Getting to Cronan Creek Falls starts the same way as all Mount Barney summit routes. After a short ascent from the Yellow Pinch car park over a saddle, the track continues along an old forestry road. The first section is through fairly open land, with some views of Mount Barney in the distance.
After about 1.9km the trail crosses Logan River: this marks the point at which the trail enters Mount Barney National Park, and the landscape changes to more dense forest.
After the Logan River crossing, the trail continues along the valley soon reaching Cronan Creek (Cronan Creek flows into Logan River). It’s easy walking along the wide trail, which passes two official camping sites.
As well as the two camping sites, the firetrail provides access to three routes to the summit of Mount Barney East: the South East Ridge, “Old” South East Ridge and South Ridge. Two of the Mount Barney routes are marked by a sign, and the third trail is fairly obvious but has no signage.

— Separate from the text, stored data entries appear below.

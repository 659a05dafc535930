//! Snapshot acquisition
//!
//! The builder issues the queries in dependency order so that every
//! instance referenced by a pipeline or a scheduler task is fetched before
//! links are computed.

use super::Topology;
use crate::error::{Result, ResultExt};
use crate::firmware::CompoundModuleId;
use crate::handler::ModuleHandler;
use crate::transport::Transport;
use std::collections::BTreeSet;

pub struct TopologyBuilder<'a, T: Transport> {
    handler: &'a ModuleHandler<T>,
}

impl<'a, T: Transport> TopologyBuilder<'a, T> {
    pub fn new(handler: &'a ModuleHandler<T>) -> Self {
        Self { handler }
    }

    /// Query a complete snapshot and compute its links
    pub fn build(&self) -> Result<Topology> {
        let handler = self.handler;

        let mut pipelines = Vec::new();
        for id in handler.pipeline_ids().context("Unable to list pipelines")? {
            pipelines.push(handler.pipeline_props(id)?);
        }

        let mut schedulers = Vec::new();
        for core_id in 0..handler.limits().dsp_core_count {
            schedulers.push(handler.schedulers_info(core_id)?);
        }

        let gateways = handler.gateways().context("Unable to list gateways")?;

        let referenced: BTreeSet<CompoundModuleId> = pipelines
            .iter()
            .flat_map(|ppl| ppl.module_instances.iter().copied())
            .chain(schedulers.iter().flat_map(|info| info.module_instances()))
            .collect();

        let mut instances = Vec::with_capacity(referenced.len());
        for id in referenced {
            instances.push(handler.module_instance_props(id.module_id, id.instance_id)?);
        }

        tracing::info!(
            pipelines = pipelines.len(),
            schedulers = schedulers.len(),
            gateways = gateways.len(),
            instances = instances.len(),
            "Topology snapshot acquired"
        );

        let mut topology = Topology::new(instances, gateways, pipelines, schedulers);
        topology.compute_links()?;
        Ok(topology)
    }
}

#[cfg(test)]
mod tests {
    use super::*;
    use crate::codec::{encode, ByteStreamWriter, FirmwareEnum};
    use crate::error::AgentError;
    use crate::firmware::config::write_tlv;
    use crate::firmware::{
        BaseFwParam, BaseModuleParam, FwConfigTag, FwVersion, GatewaysInfo, HwConfigTag,
        ModuleInstanceProps, ParameterId, PinProps, PipelineProps, PipelinesListInfo,
        SchedulerProps, SchedulersInfo, TaskProps,
    };
    use crate::transport::MockTransport;

    fn config_reply(param: BaseFwParam) -> Vec<u8> {
        let mut writer = ByteStreamWriter::new();
        if param == BaseFwParam::FwConfig {
            let version = FwVersion {
                major: 9,
                minor: 0,
                hotfix: 0,
                build: 1,
            };
            write_tlv(&mut writer, FwConfigTag::FwVersion.to_raw(), &version);
            write_tlv(&mut writer, FwConfigTag::ModulesCount.to_raw(), &3u32);
            write_tlv(&mut writer, FwConfigTag::MaxPplCount.to_raw(), &4u32);
            write_tlv(&mut writer, FwConfigTag::MaxModInstCount.to_raw(), &4u32);
        } else {
            write_tlv(&mut writer, HwConfigTag::DspCores.to_raw(), &1u32);
            write_tlv(&mut writer, HwConfigTag::GatewayCount.to_raw(), &2u32);
        }
        writer.into_inner()
    }

    fn instance(module_id: u16, instance_id: u16, inputs: &[u32], outputs: &[u32]) -> ModuleInstanceProps {
        let pins = |queues: &[u32]| {
            queues
                .iter()
                .map(|&phys_queue_id| PinProps {
                    phys_queue_id,
                    ..PinProps::default()
                })
                .collect()
        };
        let mut props = ModuleInstanceProps::new(CompoundModuleId::new(module_id, instance_id));
        props.input_pins = pins(inputs);
        props.output_pins = pins(outputs);
        props
    }

    /// One pipeline `(1,0) -> (2,0)` plus an instance `(3,0)` only known to
    /// the scheduler
    fn firmware(module_id: u16, instance_id: u16, param: ParameterId, _: usize) -> Result<Vec<u8>> {
        if param == BaseModuleParam::ModInstProps.into() && module_id != 0 {
            return match (module_id, instance_id) {
                (1, 0) => Ok(encode(&instance(1, 0, &[], &[0]))),
                (2, 0) => Ok(encode(&instance(2, 0, &[0], &[]))),
                (3, 0) => Ok(encode(&instance(3, 0, &[], &[]))),
                _ => Err(AgentError::Transport("no such instance".to_string())),
            };
        }

        match BaseFwParam::from_raw(param.type_tag()) {
            param @ (BaseFwParam::FwConfig | BaseFwParam::HwConfigGet) => Ok(config_reply(param)),
            BaseFwParam::PipelineListInfoGet => Ok(encode(&PipelinesListInfo { ppl_ids: vec![1] })),
            BaseFwParam::PipelinePropsGet => Ok(encode(&PipelineProps::new(
                1,
                0,
                vec![CompoundModuleId::new(1, 0), CompoundModuleId::new(2, 0)],
            ))),
            BaseFwParam::SchedulersInfoGet => Ok(encode(&SchedulersInfo {
                schedulers: vec![SchedulerProps {
                    processing_domain: 0,
                    core_id: param.sub_id(),
                    tasks: vec![TaskProps {
                        task_id: 1,
                        module_instances: vec![CompoundModuleId::new(3, 0)],
                    }],
                }],
            })),
            BaseFwParam::GatewaysInfoGet => Ok(encode(&GatewaysInfo { gateways: Vec::new() })),
            other => Err(AgentError::Transport(format!("unexpected {}", other))),
        }
    }

    #[test]
    fn test_build_fetches_every_referenced_instance() {
        let mut transport = MockTransport::new();
        transport.expect_query().returning(firmware);
        let handler = ModuleHandler::new(transport).unwrap();

        let topology = TopologyBuilder::new(&handler).build().unwrap();
        assert_eq!(topology.module_instances.len(), 3);
        assert!(topology.instance(CompoundModuleId::new(3, 0)).is_ok());
        assert_eq!(topology.links.len(), 1);
        assert!(topology.unresolved.is_empty());
        assert_eq!(topology.schedulers.len(), 1);
    }

    #[test]
    fn test_build_propagates_query_failure() {
        let mut transport = MockTransport::new();
        transport
            .expect_query()
            .returning(|module_id, instance_id, param, size| match (module_id, instance_id) {
                (2, 0) => Err(AgentError::Transport("timeout".to_string())),
                _ => firmware(module_id, instance_id, param, size),
            });
        let handler = ModuleHandler::new(transport).unwrap();

        let err = TopologyBuilder::new(&handler).build().unwrap_err();
        assert!(err.to_string().contains("timeout"));
    }
}
//! Static module type descriptions from the firmware module table.

use crate::codec::{ByteStreamReader, ByteStreamWriter, StreamResult, Streamable};
use serde::Serialize;

pub const MAX_MODULE_NAME_LEN: usize = 8;
pub const DEFAULT_HASH_SHA256_LEN: usize = 32;
pub const SEGMENT_COUNT: usize = 3;

/// Segment attribute bitfield
#[derive(Debug, Clone, Copy, PartialEq, Eq, Default, Serialize)]
pub struct SegmentFlags(pub u32);

impl SegmentFlags {
    pub fn is_code(self) -> bool {
        self.0 & (1 << 4) != 0
    }

    pub fn is_data(self) -> bool {
        self.0 & (1 << 5) != 0
    }

    pub fn segment_type(self) -> u32 {
        (self.0 >> 8) & 0xF
    }

    /// Segment length in pages
    pub fn length(self) -> u32 {
        self.0 >> 16
    }
}

#[derive(Debug, Clone, Copy, PartialEq, Eq, Default, Serialize)]
pub struct SegmentDesc {
    pub flags: SegmentFlags,
    pub v_base_addr: u32,
    pub file_offset: u32,
}

impl Streamable for SegmentDesc {
    const WIRE_SIZE: Option<usize> = Some(12);

    fn read_from(reader: &mut ByteStreamReader<'_>) -> StreamResult<Self> {
        Ok(Self {
            flags: SegmentFlags(reader.read()?),
            v_base_addr: reader.read()?,
            file_offset: reader.read()?,
        })
    }

    fn write_to(&self, writer: &mut ByteStreamWriter) {
        writer.write(&self.flags.0);
        writer.write(&self.v_base_addr);
        writer.write(&self.file_offset);
    }
}

/// Module type bitfield: load type, auto start and supported domains
#[derive(Debug, Clone, Copy, PartialEq, Eq, Default, Serialize)]
pub struct ModuleType(pub u32);

impl ModuleType {
    pub fn load_type(self) -> u32 {
        self.0 & 0xF
    }

    pub fn auto_start(self) -> bool {
        self.0 & (1 << 4) != 0
    }

    pub fn domain_ll(self) -> bool {
        self.0 & (1 << 5) != 0
    }

    pub fn domain_dp(self) -> bool {
        self.0 & (1 << 6) != 0
    }
}

/// One entry of the module table (116 bytes on the wire).
#[derive(Debug, Clone, PartialEq, Eq, Default, Serialize)]
pub struct ModuleEntry {
    pub module_id: u16,
    pub state_flags: u16,
    pub name: [u8; MAX_MODULE_NAME_LEN],
    pub uuid: [u32; 4],
    pub module_type: ModuleType,
    pub hash: Vec<u8>,
    pub entry_point: u32,
    pub cfg_offset: u16,
    pub cfg_count: u16,
    /// Cores allowed to run the module
    pub affinity_mask: u32,
    pub instance_max_count: u16,
    /// Stack required by each instance task (DP), in bytes
    pub instance_stack_size: u16,
    pub segments: [SegmentDesc; SEGMENT_COUNT],
}

impl ModuleEntry {
    /// Module name with trailing NUL padding removed
    pub fn name(&self) -> String {
        let end = self
            .name
            .iter()
            .position(|&b| b == 0)
            .unwrap_or(self.name.len());
        String::from_utf8_lossy(&self.name[..end]).into_owned()
    }

    /// The module UUID in its registry form, e.g.
    /// `DB264037-6BA1-4DC0-AE16-5C60AD470EDD`.
    ///
    /// The first three fields are stored little endian, the last eight
    /// bytes in order.
    pub fn uuid_string(&self) -> String {
        let bytes: Vec<u8> = self.uuid.iter().flat_map(|word| word.to_le_bytes()).collect();
        let data2 = u16::from_le_bytes([bytes[4], bytes[5]]);
        let data3 = u16::from_le_bytes([bytes[6], bytes[7]]);
        let tail: String = bytes[10..].iter().map(|b| format!("{:02X}", b)).collect();
        format!(
            "{:08X}-{:04X}-{:04X}-{:02X}{:02X}-{}",
            self.uuid[0], data2, data3, bytes[8], bytes[9], tail
        )
    }

    /// Builds an entry with a padded name, for tests and the simulator
    pub fn named(module_id: u16, name: &str) -> Self {
        let mut raw = [0u8; MAX_MODULE_NAME_LEN];
        for (dst, src) in raw.iter_mut().zip(name.bytes()) {
            *dst = src;
        }
        Self {
            module_id,
            name: raw,
            hash: vec![0; DEFAULT_HASH_SHA256_LEN],
            ..Self::default()
        }
    }
}

impl Streamable for ModuleEntry {
    const WIRE_SIZE: Option<usize> = Some(116);

    fn read_from(reader: &mut ByteStreamReader<'_>) -> StreamResult<Self> {
        Ok(Self {
            module_id: reader.read()?,
            state_flags: reader.read()?,
            name: reader.read()?,
            uuid: reader.read()?,
            module_type: ModuleType(reader.read()?),
            hash: reader.read_raw(DEFAULT_HASH_SHA256_LEN)?,
            entry_point: reader.read()?,
            cfg_offset: reader.read()?,
            cfg_count: reader.read()?,
            affinity_mask: reader.read()?,
            instance_max_count: reader.read()?,
            instance_stack_size: reader.read()?,
            segments: reader.read()?,
        })
    }

    fn write_to(&self, writer: &mut ByteStreamWriter) {
        writer.write(&self.module_id);
        writer.write(&self.state_flags);
        writer.write(&self.name);
        writer.write(&self.uuid);
        writer.write(&self.module_type.0);
        let mut hash = [0u8; DEFAULT_HASH_SHA256_LEN];
        for (dst, src) in hash.iter_mut().zip(&self.hash) {
            *dst = *src;
        }
        writer.write_raw(&hash);
        writer.write(&self.entry_point);
        writer.write(&self.cfg_offset);
        writer.write(&self.cfg_count);
        writer.write(&self.affinity_mask);
        writer.write(&self.instance_max_count);
        writer.write(&self.instance_stack_size);
        writer.write(&self.segments);
    }
}

/// Reply of the module table query
#[derive(Debug, Clone, PartialEq, Eq, Default)]
pub struct ModulesInfo {
    pub modules: Vec<ModuleEntry>,
}

impl ModulesInfo {
    pub fn allocation_size(count: usize) -> usize {
        4 + count * 116
    }
}

impl Streamable for ModulesInfo {
    fn read_from(reader: &mut ByteStreamReader<'_>) -> StreamResult<Self> {
        Ok(Self {
            modules: reader.read_vec::<u32, ModuleEntry>()?,
        })
    }

    fn write_to(&self, writer: &mut ByteStreamWriter) {
        writer.write_vec::<u32, ModuleEntry>(&self.modules);
    }
}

The trail ascends fairly consistently but gently as it follows Conan Creek, crossing the creek a couple of times (unless there’s been recent heavy rain you should be able to “rock hop” across the creek without getting wet feet!).
It’s about 6.5km from Yellow Pinch carpark to Creek to a small sign marking the narrow bushwalking traiil to Cronan Creek Falls. There used to be a couple of cairns marking two different trails down to the waterfall, which is why there are some references to Cronan Creek Falls falls also being called the “Cronan Creek Secret Falls”. The track signage is now very obvious, although it’s quite a narrow and rough track through the rainforest down to the creek.
While the Cronan Creek Falls are not huge, its a beautiful spot with the water cascading into a small but deep pool. On a warm day, the Cronan Creek Falls would make a great swimming spot.
From the Cronan Creek Falls it’s back the same way to the car; I’ve added this walk to the end of an ascent of Mount Barney East, so I need to pack up my tent and collect overnight backpack on the way back. I haven’t seen a single person on the trail or at the Cronan Creek Falls, although it is winter and getting late in the day. However, even on a warmer day the relatively long walk to the falls means it’s unlikely to ever get busy.